STORED DATA>

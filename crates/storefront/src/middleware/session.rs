//! Session middleware configuration.
//!
//! Sessions only hold the visitor's cart, so they live in process memory and
//! are lost on restart.

use tower_sessions::{Expiry, MemoryStore, SessionManagerLayer};

use crate::config::StorefrontConfig;

/// Session cookie name.
pub const SESSION_COOKIE_NAME: &str = "pawcare_session";

/// Session expiry time in seconds (7 days of inactivity).
const SESSION_EXPIRY_SECONDS: i64 = 7 * 24 * 60 * 60;

/// Create the session layer with an in-memory store.
#[must_use]
pub fn create_session_layer(config: &StorefrontConfig) -> SessionManagerLayer<MemoryStore> {
    SessionManagerLayer::new(MemoryStore::default())
        .with_name(SESSION_COOKIE_NAME)
        .with_expiry(Expiry::OnInactivity(
            tower_sessions::cookie::time::Duration::seconds(SESSION_EXPIRY_SECONDS),
        ))
        .with_secure(config.is_secure())
        .with_same_site(tower_sessions::cookie::SameSite::Lax)
        .with_http_only(true)
        .with_path("/")
}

WHAT YOU ARE ASKED TO DO> Go over the listing above and return each line with "time".

THE ANSWER>
/// Session expiry time in seconds (7 days of inactivity).
            tower_sessions::cookie::time::Duration::seconds(SESSION_EXPIRY_SECONDS),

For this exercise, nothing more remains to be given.